First of all, you can't begin to compare China and Afghanistan. Afganistan has no chance of being a great power, ever. Their only prospect to have the population more fed or less fed, better educated or less educated, and that's about it. They can't win the game, so why try. The same stands true for most countries, aside for a few superpowers. Canada, for example, will be a vague memory three hundred years from now. Should it bend over backwards for the potential to last three hundred and ten years?
Hell, at least Afganistan backwardness is noble. Futile, yes. Harsh, yes. But the sheer stuborness with which the ancient, tribal ways cling to society is heroic in a way.
I'm glad you brought up China, because it's a pretty good example of the opposite. Take the phrase "China has adapted in order to have access to more power, wealth etc". So, China does A in order to accomplish B. However, if you take "China" to mean more than just the geographical location, and take it to mean the sum of the culture, heritage, history, religion, architecutre, social order and so on of the Chinese civilization, then much of "China" has been destroyed or forgotten in the process of modernization. In that case, A did B to accomplish C, but in the process A is no longer A, so the whole equation is meaningless, and A has failed to accomplish its end because of its means. Get it? The world's oldest civilization swallows itself up in order to build more identical skyscrapers and luxury cars by German and Italian designers. Yeah, great trade-off.

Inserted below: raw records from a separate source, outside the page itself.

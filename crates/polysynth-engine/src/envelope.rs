//! ADSR envelope evaluated over a whole time axis.
//!
//! Unlike a per-sample state machine, the envelope here is a pure function of
//! time and note duration. Each phase is a clamped linear ramp which is `1.0`
//! outside its own window, and the final gain is the product of the attack,
//! decay and release ramps times the overall level. This lets the same
//! envelope drive amplitude or pitch of any number of notes.

use std::ops::Mul;

use serde::{Deserialize, Serialize};

/// Added to every time parameter so ramps never divide by zero.
pub const EPSILON: f64 = 1e-6;

/// ADSR envelope parameters.
#[derive(Debug, Clone, Copy, PartialEq, Serialize, Deserialize)]
pub struct Adsr {
    /// Attack time in seconds.
    pub attack: f64,
    /// Decay time in seconds.
    pub decay: f64,
    /// Sustain level.
    pub sustain: f64,
    /// Release time in seconds.
    pub release: f64,
    /// Overall gain.
    #[serde(default = "default_level")]
    pub level: f64,
}

fn default_level() -> f64 {
    1.0
}

impl Default for Adsr {
    fn default() -> Self {
        Self {
            attack: 0.01,
            decay: 0.1,
            sustain: 0.5,
            release: 0.2,
            level: 1.0,
        }
    }
}

impl Adsr {
    /// Creates a new envelope with unit level. Negative times are clamped to zero.
    pub fn new(attack: f64, decay: f64, sustain: f64, release: f64) -> Self {
        Self {
            attack: attack.max(0.0),
            decay: decay.max(0.0),
            sustain,
            release: release.max(0.0),
            level: 1.0,
        }
    }

    /// Sets the overall gain.
    pub fn with_level(mut self, level: f64) -> Self {
        self.level = level;
        self
    }

    /// Attack time including [`EPSILON`].
    pub fn effective_attack(&self) -> f64 {
        self.attack.max(0.0) + EPSILON
    }

    /// Decay time including [`EPSILON`].
    pub fn effective_decay(&self) -> f64 {
        self.decay.max(0.0) + EPSILON
    }

    /// Release time including [`EPSILON`].
    ///
    /// A note sounds for its nominal duration plus this release tail.
    pub fn effective_release(&self) -> f64 {
        self.release.max(0.0) + EPSILON
    }

    /// Gain at a single instant `t` seconds after onset.
    pub fn at(&self, t: f64, note_duration: f64) -> f64 {
        let attack = self.effective_attack();
        let decay = self.effective_decay();
        let release = self.effective_release();

        // Attack and decay are cut short when the note ends before they finish.
        let clipped_attack = attack.min(note_duration);
        let clipped_decay = (note_duration - attack).clamp(0.0, decay);

        let attack_signal = ramp(t, clipped_attack, 0.0);
        let decay_signal =
            (1.0 - self.sustain) * inverse_ramp(t, clipped_decay, clipped_attack) + self.sustain;
        let release_signal = inverse_ramp(t, release, note_duration);

        attack_signal * decay_signal * release_signal * self.level
    }

    /// Gains for every instant of `time`.
    pub fn get(&self, time: &[f64], note_duration: f64) -> Vec<f64> {
        time.iter().map(|&t| self.at(t, note_duration)).collect()
    }
}

/// Scales every time parameter, e.g. to express an envelope in beats.
impl Mul<f64> for Adsr {
    type Output = Adsr;

    fn mul(self, factor: f64) -> Adsr {
        Adsr {
            attack: self.attack * factor,
            decay: self.decay * factor,
            sustain: self.sustain,
            release: self.release * factor,
            level: self.level,
        }
    }
}

/// Rises linearly from 0 at `start` to 1 at `start + duration`.
///
/// A zero-length ramp is a step at `start`.
#[inline]
fn ramp(t: f64, duration: f64, start: f64) -> f64 {
    if duration > 0.0 {
        ((t - start) / duration).clamp(0.0, 1.0)
    } else if t >= start {
        1.0
    } else {
        0.0
    }
}

/// Falls linearly from 1 at `start` to 0 at `start + duration`.
///
/// A zero-length falling ramp contributes no shaping.
#[inline]
fn inverse_ramp(t: f64, duration: f64, start: f64) -> f64 {
    if duration > 0.0 {
        1.0 - ((t - start) / duration).clamp(0.0, 1.0)
    } else {
        1.0
    }
}
//! polysynth CLI library
//!
//! Score file loading and the command implementations behind the `polysynth`
//! binary.

pub mod commands;
pub mod logging;
pub mod score_file;

pub use score_file::ScoreFile;
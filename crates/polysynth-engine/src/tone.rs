//! Musical notation to semitone id and frequency.
//!
//! Semitone ids follow the MIDI numbering: `12 * (octave + 1) + offset`, where
//! id 69 is the A4 reference pitch at 440 Hz.

use std::fmt;
use std::str::FromStr;

use serde::{Deserialize, Serialize};

use crate::error::{SynthError, SynthResult};

/// Semitone id of the reference pitch.
pub const REFERENCE_ID: i32 = 69;

/// Frequency of the reference pitch in Hz.
pub const REFERENCE_FREQUENCY: f64 = 440.0;

/// Converts a semitone interval to a frequency ratio (`2^(st/12)`).
#[inline]
pub fn semitones_to_ratio(semitones: f64) -> f64 {
    2.0_f64.powf(semitones / 12.0)
}

/// Semitone offset of a note letter within its octave.
fn letter_offset(letter: char) -> Option<i32> {
    match letter.to_ascii_lowercase() {
        'c' => Some(0),
        'd' => Some(2),
        'e' => Some(4),
        'f' => Some(5),
        'g' => Some(7),
        'a' => Some(9),
        'b' => Some(11),
        _ => None,
    }
}

/// Accidental applied to a note letter.
#[derive(Debug, Clone, Copy, PartialEq, Eq, Default)]
pub enum Accidental {
    #[default]
    Natural,
    Sharp,
    Flat,
}

impl Accidental {
    fn offset(self) -> i32 {
        match self {
            Accidental::Natural => 0,
            Accidental::Sharp => 1,
            Accidental::Flat => -1,
        }
    }
}

/// An immutable pitch.
#[derive(Debug, Clone, Copy, PartialEq, Eq, Hash, Serialize, Deserialize)]
#[serde(try_from = "String", into = "String")]
pub struct Tone {
    semitone_id: i32,
}

impl Tone {
    /// Creates a tone from a raw semitone id.
    pub fn from_semitone(semitone_id: i32) -> Self {
        Self { semitone_id }
    }

    /// Creates a tone from a letter, an octave and an accidental.
    ///
    /// The letter is case-insensitive and must be one of `a`..`g`.
    pub fn from_notation(letter: char, octave: i32, accidental: Accidental) -> SynthResult<Self> {
        let offset = letter_offset(letter).ok_or_else(|| {
            SynthError::notation(&letter.to_string(), format!("unknown note letter '{letter}'"))
        })?;
        let semitone_id = octave
            .checked_add(1)
            .and_then(|o| o.checked_mul(12))
            .and_then(|id| id.checked_add(offset + accidental.offset()))
            .ok_or_else(|| {
                SynthError::notation(&format!("{letter}{octave}"), "octave out of range")
            })?;
        Ok(Self { semitone_id })
    }

    /// Parses the compact `<letter><accidental?><octave>` form, e.g. `c#4` or `eb3`.
    ///
    /// The accidental (`#` or `b`) is only recognized right after the letter;
    /// everything after it must be an integer octave.
    pub fn parse(notation: &str) -> SynthResult<Self> {
        let mut chars = notation.chars();
        let letter = chars
            .next()
            .ok_or_else(|| SynthError::notation(notation, "empty notation"))?;
        if letter_offset(letter).is_none() {
            return Err(SynthError::notation(
                notation,
                format!("unknown note letter '{letter}'"),
            ));
        }

        let rest = chars.as_str();
        let (accidental, octave_str) = if let Some(stripped) = rest.strip_prefix('#') {
            (Accidental::Sharp, stripped)
        } else if let Some(stripped) = rest.strip_prefix('b') {
            (Accidental::Flat, stripped)
        } else {
            (Accidental::Natural, rest)
        };

        if octave_str.is_empty() {
            return Err(SynthError::notation(notation, "missing octave"));
        }
        let octave: i32 = octave_str
            .parse()
            .map_err(|_| SynthError::notation(notation, format!("non-numeric octave '{octave_str}'")))?;

        Self::from_notation(letter, octave, accidental)
    }

    /// The semitone id (69 = A4).
    pub fn semitone_id(&self) -> i32 {
        self.semitone_id
    }

    /// Frequency in Hz: `440 * 2^((id - 69) / 12)`.
    pub fn frequency(&self) -> f64 {
        REFERENCE_FREQUENCY * semitones_to_ratio((self.semitone_id - REFERENCE_ID) as f64)
    }

    /// Returns this tone shifted by `interval` semitones, saturating at the
    /// bounds of the id range.
    pub fn transposed(&self, interval: i32) -> Self {
        Self::from_semitone(self.semitone_id.saturating_add(interval))
    }
}

impl FromStr for Tone {
    type Err = SynthError;

    fn from_str(s: &str) -> Result<Self, Self::Err> {
        Self::parse(s)
    }
}

impl TryFrom<String> for Tone {
    type Error = SynthError;

    fn try_from(value: String) -> Result<Self, Self::Error> {
        Self::parse(&value)
    }
}

impl From<Tone> for String {
    fn from(tone: Tone) -> Self {
        tone.to_string()
    }
}

impl fmt::Display for Tone {
    /// Sharp spelling, e.g. `c#4`.
    fn fmt(&self, f: &mut fmt::Formatter<'_>) -> fmt::Result {
        const NAMES: [&str; 12] = [
            "c", "c#", "d", "d#", "e", "f", "f#", "g", "g#", "a", "a#", "b",
        ];
        let octave = self.semitone_id.div_euclid(12) - 1;
        let name = NAMES[self.semitone_id.rem_euclid(12) as usize];
        write!(f, "{name}{octave}")
    }
}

Though I'm not so certain about China's break with its history. There's a good chance that what happened in Russia will happen in China. Communism loses its appeal, both practically and as a world view, so something must fill the gap. When the USSR collapsed, people flocked to the Russian Orthodox Church which had not exactly been popular during the days of socialism. They embraced their heritage as a nation because the socialist outlook, the "Worker's Utopia" and "Worldwide Revolution" had lost their appeal. China is, in practice, a capitalist counrty, and in order to maintain social cohesion in the mid to long term, the Chinese government may find that nationalism is a better motivator and uniter than socialism. China has a rich, vast history to fall back on, and is one of the few places on Earth that can claim both a glorious past and a (potentially) glorious future.